Final considerations and public health perspectives

There are important lessons to be learned from the current COVID-19 pandemic in Brazil: (i) the profile of COVID-19 epidemiological progression in Brazil was largely influenced by the introduction of lockdown measures implemented by during the first wave of the pandemic and the subsequent easing of these measures, which may have directly influenced of the resurgence of the second wave. (ii) implementation of government interventions and stronger national coordination led by the ministry of health should be in place; (iii) constant genomic surveillance should be implemented on a large scale in Brazil in order to identify new variants and establish policies and countermeasures to control the spread of SARS-CoV-2; (iv) establishment of strong partnerships between the national public health sector, regulatory agencies and private sector to large-scale production of vaccines available should institutionalized to overcome the COVID-19 pandemic.
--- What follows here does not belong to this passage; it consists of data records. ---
//! Headless demo: a ring of crates spinning in front of the camera, with a
//! shadow pass, rendered through a backend that only counts what it is
//! asked to draw.
//!
//! Run with `RUST_LOG=debug cargo run --example spinning_crates` to see the
//! per-frame pass traffic.

use glam::{Mat4, Quat, Vec4};
use trellis::renderer::{
    FrameUniforms, PipelineKind, QueryHandle, RenderBackend, RenderTarget, WriteMask,
};
use trellis::resources::{GeometryBatch, RenderTargetHandle, TextureHandle};
use trellis::scene::ShadowLight;
use trellis::{Camera, Renderer, RendererSettings, Scene, create_box};

/// Counts draw calls instead of talking to a GPU.
#[derive(Default)]
struct CountingBackend {
    draws: usize,
    instanced_draws: usize,
    instances: u32,
}

impl RenderBackend for CountingBackend {
    fn begin_frame(&mut self, target: RenderTarget, _clear_color: Vec4) {
        log::debug!("begin frame on {target:?}");
    }

    fn end_frame(&mut self) {}
    fn bind_pipeline(&mut self, _kind: PipelineKind) {}
    fn set_write_mask(&mut self, _mask: WriteMask) {}
    fn apply_frame_uniforms(&mut self, _uniforms: &FrameUniforms) {}
    fn set_world_matrix(&mut self, _world: Mat4) {}
    fn set_id_color(&mut self, _color: [f32; 4]) {}
    fn bind_texture(&mut self, _texture: TextureHandle) {}

    fn draw(&mut self, _geometry: &GeometryBatch) {
        self.draws += 1;
    }

    fn draw_instanced(&mut self, _geometry: &GeometryBatch, _instance_data: &[f32], count: u32) {
        self.instanced_draws += 1;
        self.instances += count;
    }

    fn create_query(&mut self) -> QueryHandle {
        QueryHandle(0)
    }

    fn begin_query(&mut self, _query: QueryHandle) {}
    fn end_query(&mut self, _query: QueryHandle) {}

    fn poll_query(&mut self, _query: QueryHandle) -> Option<bool> {
        Some(true)
    }

    fn read_pixels(&mut self, _target: RenderTargetHandle) -> Vec<u8> {
        Vec::new()
    }
}

fn main() {
    env_logger::init();

    let mut scene = Scene::new();
    scene.add_camera(Camera::with_aspect(16.0 / 9.0));
    let light = ShadowLight::new(90.0, 0.1, 200.0)
        .with_shadow_target(TextureHandle(1), RenderTargetHandle(1));
    let light_node = scene.add_light(light);

    // A hub node spun each frame; the crates orbit as its children and
    // share one batch key, so each pass draws them as a single instanced
    // call.
    let hub = scene.build_node().with_position(0.0, 0.0, -12.0).build();
    let geometry = scene.add_geometry(create_box(1.0, 1.0, 1.0).with_batch_key("crate"));
    for i in 0..12 {
        let angle = i as f32 / 12.0 * std::f32::consts::TAU;
        scene
            .build_node()
            .with_position(angle.cos() * 6.0, 0.0, angle.sin() * 6.0)
            .with_parent(hub)
            .with_geometry(geometry)
            .build();
    }

    let mut renderer = Renderer::new(CountingBackend::default(), RendererSettings::default());

    for frame in 0..120u32 {
        scene.set_rotation(hub, Quat::from_rotation_y(frame as f32 * 0.02));

        renderer.render_shadow(&mut scene, light_node).expect("shadow pass");
        renderer.render(&mut scene).expect("camera pass");
    }

    let backend = &renderer.backend;
    println!(
        "120 frames: {} plain draws, {} instanced draws covering {} instances",
        backend.draws, backend.instanced_draws, backend.instances
    );
}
A national campaign for COVID-19 education and prevention based on scientifically recommended approaches is key to control the pandemic until heard immunity is reached to a level able to halt the rate of SARS-CoV-2 transmission. On the other hand, the concept of one health is still poor applied during the COVID-19 pandemic in Brazil. The major challenges to implement a one health approach in Brazil include absence of a legal governmental institution to implement the measures, poor organizational structure to support a one health approach application, poor coordination among different governmental sectors, and poor data sharing mechanism across governmental sectors. In this context, we invite health authorities, scientists, physicians, veterinarians and environmentalists to unify their efforts to address these gaps and prioritize this public health problem, where a one heath approach that will help the country to face and overcome the current COVID-19 crisis.
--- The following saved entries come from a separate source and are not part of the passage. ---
//! Bounding sphere and frustum culling tests
//!
//! Tests for:
//! - Lazy bounding radius: computation, caching, explicit invalidation
//! - Radius accounting for rotation and non-uniform scale, not translation
//! - FrustumCulling policy verdicts (cone test, distance cutoff, visibility)
//! - Subtree pruning during render list construction

use glam::{Affine3A, Quat, Vec3};
use trellis::create_box;
use trellis::renderer::render_list::{
    FrustumCulling, NoCulling, RenderEntry, RenderList, Visibility, VisibilityPolicy, build_render_list,
};
use trellis::resources::GeometryBatch;
use trellis::scene::{NodeKey, Scene};

const EPSILON: f32 = 1e-4;

fn approx_eq(a: f32, b: f32) -> bool {
    (a - b).abs() < EPSILON
}

/// Unit cube corner distance from center.
const CUBE_RADIUS: f32 = 0.866_025_4;

fn add_cube(scene: &mut Scene, position: Vec3) -> NodeKey {
    let geometry = scene.add_geometry(create_box(1.0, 1.0, 1.0));
    scene
        .build_node()
        .with_position(position.x, position.y, position.z)
        .with_geometry(geometry)
        .build()
}

/// Identity view: camera at origin looking down -Z.
fn camera_policy(fov: f32) -> FrustumCulling {
    FrustumCulling::new(Affine3A::IDENTITY, fov)
}

fn single_keys(list: &RenderList) -> Vec<NodeKey> {
    list.iter()
        .filter_map(|e| match e {
            RenderEntry::Single(k) => Some(*k),
            RenderEntry::Instanced { .. } => None,
        })
        .collect()
}

// ============================================================================
// Bounding Radius
// ============================================================================

#[test]
fn bounding_radius_of_unit_cube() {
    let mut scene = Scene::new();
    let key = add_cube(&mut scene, Vec3::ZERO);
    scene.update_matrix_world();

    let radius = scene.ensure_bounding_radius(key);
    assert!(approx_eq(radius, CUBE_RADIUS), "got {radius}");
}

#[test]
fn bounding_radius_ignores_translation() {
    let mut scene = Scene::new();
    let key = add_cube(&mut scene, Vec3::new(500.0, -300.0, 42.0));
    scene.update_matrix_world();

    // The sphere is centered at the node's world position; the radius must
    // come out the same as for a cube at the origin
    let radius = scene.ensure_bounding_radius(key);
    assert!(approx_eq(radius, CUBE_RADIUS), "got {radius}");
}

#[test]
fn bounding_radius_scales_with_node() {
    let mut scene = Scene::new();
    let geometry = scene.add_geometry(create_box(1.0, 1.0, 1.0));
    let key = scene.build_node().with_geometry(geometry).with_scale(2.0).build();
    scene.update_matrix_world();

    let radius = scene.ensure_bounding_radius(key);
    assert!(approx_eq(radius, 2.0 * CUBE_RADIUS), "got {radius}");
}

#[test]
fn bounding_radius_survives_rotation() {
    let mut scene = Scene::new();
    let geometry = scene.add_geometry(create_box(1.0, 1.0, 1.0));
    let key = scene
        .build_node()
        .with_geometry(geometry)
        .with_rotation(Quat::from_rotation_y(0.7))
        .build();
    scene.update_matrix_world();

    // A rotated cube still fits the same sphere
    let radius = scene.ensure_bounding_radius(key);
    assert!(approx_eq(radius, CUBE_RADIUS), "got {radius}");
}

#[test]
fn bounding_radius_is_cached_until_invalidated() {
    let mut scene = Scene::new();
    let key = add_cube(&mut scene, Vec3::ZERO);
    scene.update_matrix_world();

    assert!(scene.get_node(key).unwrap().bounding_radius().is_none());
    let first = scene.ensure_bounding_radius(key);
    assert_eq!(scene.get_node(key).unwrap().bounding_radius(), Some(first));

    // Scaling without invalidation keeps serving the stale cache
    scene.get_node_mut(key).unwrap().transform.scale = Vec3::splat(4.0);
    scene.update_matrix_world();
    assert!(approx_eq(scene.ensure_bounding_radius(key), first));

    // Explicit invalidation forces a recompute against the new world matrix
    scene.invalidate_bounds(key);
    assert!(scene.get_node(key).unwrap().bounding_radius().is_none());
    let recomputed = scene.ensure_bounding_radius(key);
    assert!(approx_eq(recomputed, 4.0 * CUBE_RADIUS), "got {recomputed}");
}

#[test]
fn bounding_radius_of_geometryless_node_is_zero() {
    let mut scene = Scene::new();
    let key = scene.build_node().build();
    scene.update_matrix_world();

    assert_eq!(scene.ensure_bounding_radius(key), 0.0);
    // Nothing to cache without geometry
    assert!(scene.get_node(key).unwrap().bounding_radius().is_none());
}

#[test]
fn bounding_radius_of_empty_geometry_is_zero() {
    let mut scene = Scene::new();
    let geometry = scene.add_geometry(GeometryBatch::new(Vec::new(), Vec::new(), Vec::new()));
    let key = scene.build_node().with_geometry(geometry).build();
    scene.update_matrix_world();

    assert_eq!(scene.ensure_bounding_radius(key), 0.0);
}

#[test]
fn world_rotation_scale_leaves_cache_untouched() {
    let mut scene = Scene::new();
    let key = add_cube(&mut scene, Vec3::new(7.0, 8.0, 9.0));
    scene.update_matrix_world();

    let stripped = scene.world_rotation_scale(key).unwrap();
    assert_eq!(stripped.w_axis.truncate(), Vec3::ZERO);

    // The call returns a copy; the cached world matrix keeps its translation
    let world: Vec3 = scene.get_node(key).unwrap().transform.world_matrix().translation.into();
    assert_eq!(world, Vec3::new(7.0, 8.0, 9.0));
}

// ============================================================================
// FrustumCulling Policy Verdicts
// ============================================================================

#[test]
fn policy_keeps_node_ahead_of_camera() {
    let mut scene = Scene::new();
    let key = add_cube(&mut scene, Vec3::new(0.0, 0.0, -10.0));
    scene.update_matrix_world();

    let mut policy = camera_policy(1.0);
    assert_eq!(policy.visit(&mut scene, key), Visibility::VISIBLE);
}

#[test]
fn policy_prunes_node_behind_camera() {
    let mut scene = Scene::new();
    let key = add_cube(&mut scene, Vec3::new(0.0, 0.0, 10.0));
    scene.update_matrix_world();

    let mut policy = camera_policy(1.0);
    assert_eq!(policy.visit(&mut scene, key), Visibility::SKIP_ALL);
}

#[test]
fn policy_boundary_sphere_on_axis_never_culled() {
    // Sphere centered on the forward axis at depth < r must never be
    // culled, regardless of fov
    let mut scene = Scene::new();
    let geometry = scene.add_geometry(create_box(4.0, 4.0, 4.0));
    let key = scene
        .build_node()
        .with_position(0.0, 0.0, -0.5)
        .with_geometry(geometry)
        .build();
    scene.update_matrix_world();

    for fov in [0.1, 0.5, 1.0, 2.5] {
        let mut policy = camera_policy(fov);
        assert_eq!(policy.visit(&mut scene, key), Visibility::VISIBLE, "fov {fov}");
    }
}

#[test]
fn policy_skips_draw_beyond_max_distance() {
    let mut scene = Scene::new();
    let key = add_cube(&mut scene, Vec3::new(0.0, 0.0, -2000.0));
    scene.update_matrix_world();

    // On-axis, so the cone keeps it; distance cutoff only skips the draw
    let mut policy = camera_policy(1.0);
    assert_eq!(policy.visit(&mut scene, key), Visibility::SKIP_DRAW);

    let mut generous = camera_policy(1.0).with_max_distance(5000.0);
    assert_eq!(generous.visit(&mut scene, key), Visibility::VISIBLE);
}

#[test]
fn policy_prunes_invisible_node() {
    let mut scene = Scene::new();
    let geometry = scene.add_geometry(create_box(1.0, 1.0, 1.0));
    let key = scene
        .build_node()
        .with_position(0.0, 0.0, -5.0)
        .with_geometry(geometry)
        .invisible()
        .build();
    scene.update_matrix_world();

    let mut policy = camera_policy(1.0);
    assert_eq!(policy.visit(&mut scene, key), Visibility::SKIP_ALL);
}

#[test]
fn policy_passes_geometryless_group_node() {
    let mut scene = Scene::new();
    // Group node far off-axis; it has no geometry so it cannot be culled
    let key = scene.build_node().with_position(9000.0, 0.0, 9000.0).build();
    scene.update_matrix_world();

    let mut policy = camera_policy(1.0);
    assert_eq!(policy.visit(&mut scene, key), Visibility::VISIBLE);
}

#[test]
fn policy_culls_off_axis_unless_radius_reaches() {
    let mut scene = Scene::new();
    let small = add_cube(&mut scene, Vec3::new(200.0, 0.0, -1.0));

    let big_geometry = scene.add_geometry(create_box(600.0, 600.0, 600.0));
    let big = scene
        .build_node()
        .with_position(200.0, 0.0, -1.0)
        .with_geometry(big_geometry)
        .build();
    scene.update_matrix_world();

    let mut policy = camera_policy(1.0);
    assert_eq!(policy.visit(&mut scene, small), Visibility::SKIP_ALL);
    // Same center, but the huge radius pokes into the cone
    assert_eq!(policy.visit(&mut scene, big), Visibility::VISIBLE);
}

// ============================================================================
// Pruning During List Construction
// ============================================================================

#[test]
fn culled_parent_prunes_whole_subtree() {
    let mut scene = Scene::new();
    let behind = add_cube(&mut scene, Vec3::new(0.0, 0.0, 50.0));
    // Child would land in front of the camera, but its parent is pruned
    let child_geo = scene.add_geometry(create_box(1.0, 1.0, 1.0));
    let _child = scene
        .build_node()
        .with_position(0.0, 0.0, -60.0)
        .with_geometry(child_geo)
        .with_parent(behind)
        .build();
    let front = add_cube(&mut scene, Vec3::new(0.0, 0.0, -10.0));
    scene.update_matrix_world();

    let mut list = RenderList::new();
    let mut policy = camera_policy(1.0);
    build_render_list(&mut scene, &mut policy, &mut list);

    assert_eq!(single_keys(&list), vec![front]);
}

#[test]
fn distance_skipped_parent_keeps_children() {
    let mut scene = Scene::new();
    let far = add_cube(&mut scene, Vec3::new(0.0, 0.0, -2000.0));
    // Child's local offset brings it back inside the cutoff
    let child_geo = scene.add_geometry(create_box(1.0, 1.0, 1.0));
    let child = scene
        .build_node()
        .with_position(0.0, 0.0, 1500.0)
        .with_geometry(child_geo)
        .with_parent(far)
        .build();
    scene.update_matrix_world();

    let mut list = RenderList::new();
    let mut policy = camera_policy(1.0);
    build_render_list(&mut scene, &mut policy, &mut list);

    // Parent skipped (too far), child drawn at world z = -500
    assert_eq!(single_keys(&list), vec![child]);
}

#[test]
fn invisible_node_hides_subtree_without_culling() {
    let mut scene = Scene::new();
    let geometry = scene.add_geometry(create_box(1.0, 1.0, 1.0));
    let hidden = scene.build_node().invisible().build();
    let _child = scene
        .build_node()
        .with_geometry(geometry)
        .with_parent(hidden)
        .build();
    let shown = scene.build_node().with_geometry(geometry).build();
    scene.update_matrix_world();

    let mut list = RenderList::new();
    build_render_list(&mut scene, &mut NoCulling, &mut list);

    assert_eq!(single_keys(&list), vec![shown]);
}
Authorship contribution statement

All authors contributed equally to this paper with the design of the manuscript, literature review and analysis, critical revision, editing, and approval of the final version.

Funding

The work in Dr. Pena's lab is funded by the Fiocruz Inova Program, IDRC-Canada and the Foundation for Science and Technology of Pernambuco - FACEPE, Brazil (grant number APQ-0560-2.12/19). S.J.R.d.S is supported by a PhD fellowship sponsored by the of Pernambuco (FACEPE), reference number IBPG-1321-2.12/18. The funders had no role in study design, data collection and analysis, decision to publish, or preparation of the manuscript.

Declaration of Competing Interest

All authors declare no potential conflicts of interest.